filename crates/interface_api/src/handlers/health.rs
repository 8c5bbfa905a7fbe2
//! Health check handlers

use axum::Json;
use serde::Serialize;

#[derive(Serialize)]
pub struct HealthResponse {
    pub status: String,
    pub version: String,
}

/// Health check endpoint
pub async fn health_check() -> Json<HealthResponse> {
    Json(HealthResponse {
        status: "healthy".to_string(),
        version: env!("CARGO_PKG_VERSION").to_string(),
    })
}
//! Vehicle Quote API Server Binary
//!
//! This binary starts the HTTP API server for the vehicle quote system.
//!
//! # Usage
//!
//! ```bash
//! # Run with default configuration
//! cargo run --bin quote-api
//!
//! # Run with environment variables
//! API_HOST=0.0.0.0 API_PORT=3000 cargo run --bin quote-api
//! ```
//!
//! # Environment Variables
//!
//! * `API_HOST` - Server host (default: 0.0.0.0)
//! * `API_PORT` - Server port (default: 3000)
//! * `API_LOG_LEVEL` - Log level: trace, debug, info, warn, error (default: info)

use std::net::SocketAddr;

use interface_api::{config::ApiConfig, create_router};
use tokio::net::TcpListener;
use tracing_subscriber::{layer::SubscriberExt, util::SubscriberInitExt, EnvFilter};

/// Main entry point for the API server.
///
/// Initializes logging, loads configuration, and starts the HTTP server.
///
/// # Errors
///
/// Returns an error if the server fails to bind to the configured address.
#[tokio::main]
async fn main() -> anyhow::Result<()> {
    // Load .env file if present (useful for local development)
    dotenvy::dotenv().ok();

    let config = load_config();

    init_tracing(&config.log_level);

    tracing::info!(
        host = %config.host,
        port = %config.port,
        "Starting Vehicle Quote API Server"
    );

    let addr: SocketAddr = config.server_addr().parse()?;
    let app = create_router(config);

    tracing::info!(%addr, "Server listening");

    let listener = TcpListener::bind(addr).await?;
    axum::serve(listener, app)
        .with_graceful_shutdown(shutdown_signal())
        .await?;

    tracing::info!("Server shutdown complete");
    Ok(())
}

/// Loads API configuration from environment variables.
///
/// Falls back to individual env vars and then defaults when the prefixed
/// environment source is incomplete.
fn load_config() -> ApiConfig {
    ApiConfig::from_env().unwrap_or_else(|_| ApiConfig {
        host: std::env::var("API_HOST").unwrap_or_else(|_| "0.0.0.0".to_string()),
        port: std::env::var("API_PORT")
            .ok()
            .and_then(|p| p.parse().ok())
            .unwrap_or(3000),
        log_level: std::env::var("API_LOG_LEVEL")
            .or_else(|_| std::env::var("RUST_LOG"))
            .unwrap_or_else(|_| "info".to_string()),
    })
}

/// Initializes the tracing subscriber for structured logging.
///
/// # Arguments
///
/// * `log_level` - The minimum log level to output (trace, debug, info, warn, error)
fn init_tracing(log_level: &str) {
    let filter = EnvFilter::try_from_default_env()
        .or_else(|_| EnvFilter::try_new(log_level))
        .unwrap_or_else(|_| EnvFilter::new("info"));

    tracing_subscriber::registry()
        .with(filter)
        .with(tracing_subscriber::fmt::layer().with_target(true))
        .init();
}

/// Waits for shutdown signal (Ctrl+C or SIGTERM).
///
/// This enables graceful shutdown of the server, allowing in-flight
/// requests to complete before the process exits.
async fn shutdown_signal() {
    let ctrl_c = async {
        tokio::signal::ctrl_c()
            .await
            .expect("Failed to install Ctrl+C handler");
    };

    #[cfg(unix)]
    let terminate = async {
        tokio::signal::unix::signal(tokio::signal::unix::SignalKind::terminate())
            .expect("Failed to install signal handler")
            .recv()
            .await;
    };

    #[cfg(not(unix))]
    let terminate = std::future::pending::<()>();

    tokio::select! {
        _ = ctrl_c => {
            tracing::info!("Received Ctrl+C, initiating graceful shutdown");
        }
        _ = terminate => {
            tracing::info!("Received SIGTERM, initiating graceful shutdown");
        }
    }
}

####

- TASK STATEMENT
Copy the records. Each line should match exactly.

- WRITTEN ANSWER
filename crates/interface_api/src/handlers/health.rs
repository 8c5bbfa905a7fbe2
//! Health check handlers

use axum::Json;
use serde::Serialize;

#[derive(Serialize)]
pub struct HealthResponse {
    pub status: String,
    pub version: String,
}

/// Health check endpoint
pub async fn health_check() -> Json<HealthResponse> {
    Json(HealthResponse {
        status: "healthy".to_string(),
        version: env!("CARGO_PKG_VERSION").to_string(),
    })
}
//! Vehicle Quote API Server Binary
//!
//! This binary starts the HTTP API server for the vehicle quote system.
//!
//! # Usage
//!
//! ```bash
//! # Run with default configuration
//! cargo run --bin quote-api
//!
//! # Run with environment variables
//! API_HOST=0.0.0.0 API_PORT=3000 cargo run --bin quote-api
//! ```
//!
//! # Environment Variables
//!
//! * `API_HOST` - Server host (default: 0.0.0.0)
//! * `API_PORT` - Server port (default: 3000)
//! * `API_LOG_LEVEL` - Log level: trace, debug, info, warn, error (default: info)

use std::net::SocketAddr;

use interface_api::{config::ApiConfig, create_router};
use tokio::net::TcpListener;
use tracing_subscriber::{layer::SubscriberExt, util::SubscriberInitExt, EnvFilter};

/// Main entry point for the API server.
///
/// Initializes logging, loads configuration, and starts the HTTP server.
///
/// # Errors
///
/// Returns an error if the server fails to bind to the configured address.
#[tokio::main]
async fn main() -> anyhow::Result<()> {
    // Load .env file if present (useful for local development)
    dotenvy::dotenv().ok();

    let config = load_config();

    init_tracing(&config.log_level);

    tracing::info!(
        host = %config.host,
        port = %config.port,
        "Starting Vehicle Quote API Server"
    );

    let addr: SocketAddr = config.server_addr().parse()?;
    let app = create_router(config);

    tracing::info!(%addr, "Server listening");

    let listener = TcpListener::bind(addr).await?;
    axum::serve(listener, app)
        .with_graceful_shutdown(shutdown_signal())
        .await?;

    tracing::info!("Server shutdown complete");
    Ok(())
}

/// Loads API configuration from environment variables.
///
/// Falls back to individual env vars and then defaults when the prefixed
/// environment source is incomplete.
fn load_config() -> ApiConfig {
    ApiConfig::from_env().unwrap_or_else(|_| ApiConfig {
        host: std::env::var("API_HOST").unwrap_or_else(|_| "0.0.0.0".to_string()),
        port: std::env::var("API_PORT")
            .ok()
            .and_then(|p| p.parse().ok())
            .unwrap_or(3000),
        log_level: std::env::var("API_LOG_LEVEL")
            .or_else(|_| std::env::var("RUST_LOG"))
            .unwrap_or_else(|_| "info".to_string()),
    })
}

/// Initializes the tracing subscriber for structured logging.
///
/// # Arguments
///
/// * `log_level` - The minimum log level to output (trace, debug, info, warn, error)
fn init_tracing(log_level: &str) {
    let filter = EnvFilter::try_from_default_env()
        .or_else(|_| EnvFilter::try_new(log_level))
        .unwrap_or_else(|_| EnvFilter::new("info"));

    tracing_subscriber::registry()
        .with(filter)
        .with(tracing_subscriber::fmt::layer().with_target(true))
        .init();
}

/// Waits for shutdown signal (Ctrl+C or SIGTERM).
///
/// This enables graceful shutdown of the server, allowing in-flight
/// requests to complete before the process exits.
async fn shutdown_signal() {
    let ctrl_c = async {
        tokio::signal::ctrl_c()
            .await
            .expect("Failed to install Ctrl+C handler");
    };

    #[cfg(unix)]
    let terminate = async {
        tokio::signal::unix::signal(tokio::signal::unix::SignalKind::terminate())
            .expect("Failed to install signal handler")
            .recv()
            .await;
    };

    #[cfg(not(unix))]
    let terminate = std::future::pending::<()>();

    tokio::select! {
        _ = ctrl_c => {
            tracing::info!("Received Ctrl+C, initiating graceful shutdown");
        }
        _ = terminate => {
            tracing::info!("Received SIGTERM, initiating graceful shutdown");
        }
    }
}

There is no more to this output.